[Rhodes22-list] Battery chemisrty
Jim Connolly
jbconnolly at comcast.net
Sun May 2 14:29:02 EDT 2004
Yes. Chlorine gas, used as military poison gas in WWI, and perhaps
elsewhere. This was a problem in WWII submarines, and has been a problem
with seawater leaking into submarine battery wells as recently as the
1980's.
Having said that, a submarine battery has 126 cells, each ~18" square and 6'
tall, and weighs many tons, with lots of electrolyte (acid). It is also
kept (during much of its normal use) in a sealed container with only so much
air.
It is theoretically a problem. Practically speaking, I wouldn't worry too
much about it. If your battery is leaking into the bilge, I would worry
more about cleaning it up without burning myself, waste disposal, and the
possibility of corroding metals in the bilge.
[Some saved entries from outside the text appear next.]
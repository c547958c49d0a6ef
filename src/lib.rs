//! Labeltree rebuilds hierarchical taxonomies from flat, dotted labels and
//! renders them as collapsible accordions.
//!
//! Taxonomies such as RapidWords list their semantic domains as flat labels
//! like `"3.2.1 Water"`: a dotted path, a space, and free text. This crate
//! reconstructs the implied hierarchy and turns a flat checklist of such
//! labels into nested, collapsible groups.
//! Core functionality provided:
//! - Label grammar: the path ends at the first space and splits at dots,
//!   see [crate::parser::label_grammar].
//! - Tree model: [LabelTree], an arena of [LabelNode]s in first-appearance
//!   order, with synthetic nodes for ancestors the input never lists.
//! - Tree builder: [LabelTreeBuilder] parses labels in one call or one by
//!   one. Parsing never fails; malformed labels degrade to flat levels and
//!   duplicate keys are resolved last-write-wins.
//! - Rendering: [render](crate::render::render) walks a tree into any
//!   [RenderSurface](crate::render::RenderSurface), moving each label's
//!   checkbox into the header of its group. [Document](crate::render::Document)
//!   is an in-memory surface that serializes to HTML.
//! - Export: JSON outlines via serde ([Outline]) and plain-text outlines.
//! - Command line: [cli] holds the arguments and output of the binary.
//!
//! # Usage patterns
//! 1. Parse labels and query the tree:
//! ```
//! use labeltree::parse_labels;
//!
//! let tree = parse_labels(["1 Universe", "1.1 Sky", "1.1.1 Sun", "2 Person"]);
//! assert_eq!(tree.top_level().count(), 2);
//! assert_eq!(tree.find("1.1.1").unwrap().text(), Some("1.1.1 Sun"));
//! assert_eq!(tree.nearest("1.1.7").unwrap().full_key(), "1.1");
//! ```
//!
//! 2. Rebuild a flat checklist as an accordion:
//! ```
//! use labeltree::render::{Document, RenderConfig, rebuild, to_html};
//!
//! let (mut doc, mount) = Document::checklist("id_rapidwords", &["1 Universe", "1.1 Sky"]);
//! let tree = rebuild(&mut doc, &mount, &RenderConfig::default());
//! assert_eq!(tree.num_nodes(), 2);
//! assert!(doc.find_by_id(mount, "base-rw-1-1").is_some());
//! assert!(to_html(&doc, mount).starts_with(r#"<div id="id_rapidwords" class="accordion">"#));
//! ```
//!
//! 3. Render a taxonomy file to HTML in one go with [render_label_file].

pub mod cli;
pub mod model;
pub mod parser;
pub mod render;

pub use crate::model::{LabelNode, LabelTree, LabelTreeBuilder, Outline};
pub use crate::parser::LabelTreeError;

use crate::parser::label_source::read_label_file;
use crate::parser::parsing_error::Result;
use crate::render::{Document, RenderConfig};
use std::path::Path;

// ============================================================================
// Quick API
// ============================================================================
/// Parses plain label strings using default settings.
///
/// See [LabelTreeBuilder::parse] for details.
pub fn parse_labels<S: AsRef<str>>(labels: impl IntoIterator<Item = S>) -> LabelTree {
    LabelTreeBuilder::parse(labels)
}

/// Parses a taxonomy file with one label per line using default settings.
///
/// # Errors
/// Returns [LabelTreeError::Io] if the file cannot be read.
pub fn parse_label_file<P: AsRef<Path>>(path: P) -> Result<LabelTree> {
    Ok(LabelTreeBuilder::parse(read_label_file(path)?))
}

/// Reads a taxonomy file, builds its checklist under `mount_id` and
/// rebuilds it as an accordion.
///
/// # Returns
/// The document, the mount element and the rendered tree.
///
/// # Errors
/// Returns [LabelTreeError::Io] if the file cannot be read.
pub fn render_label_file<P: AsRef<Path>>(
    path: P,
    mount_id: &str,
    config: &RenderConfig,
) -> Result<(Document, render::ElementId, LabelTree<render::ElementId>)> {
    let labels = read_label_file(path)?;
    let (mut doc, mount) = Document::checklist(mount_id, &labels);
    let tree = render::rebuild(&mut doc, &mount, config);
    Ok((doc, mount, tree))
}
My recycled boat did not come with a battery box. I plan on adding it.
Jim Connolly
s/v Inisheer
1985 recycled '03
-----Original Message-----
From: rhodes22-list-bounces at rhodes22.org
[mailto:rhodes22-list-bounces at rhodes22.org] On Behalf Of Todd Tavares
Sent: Sunday, May 02, 2004 6:50 AM
To: rhodes22-list at rhodes22.org
Subject: [Rhodes22-list] Battery chemisrty
I heard somewhere that if the battery electrolyte (acid) somehow makes it to
the bilge and mikes with salt (sea) water, that this mixture will produce a
poisonous gas. Does anyone know is this is true?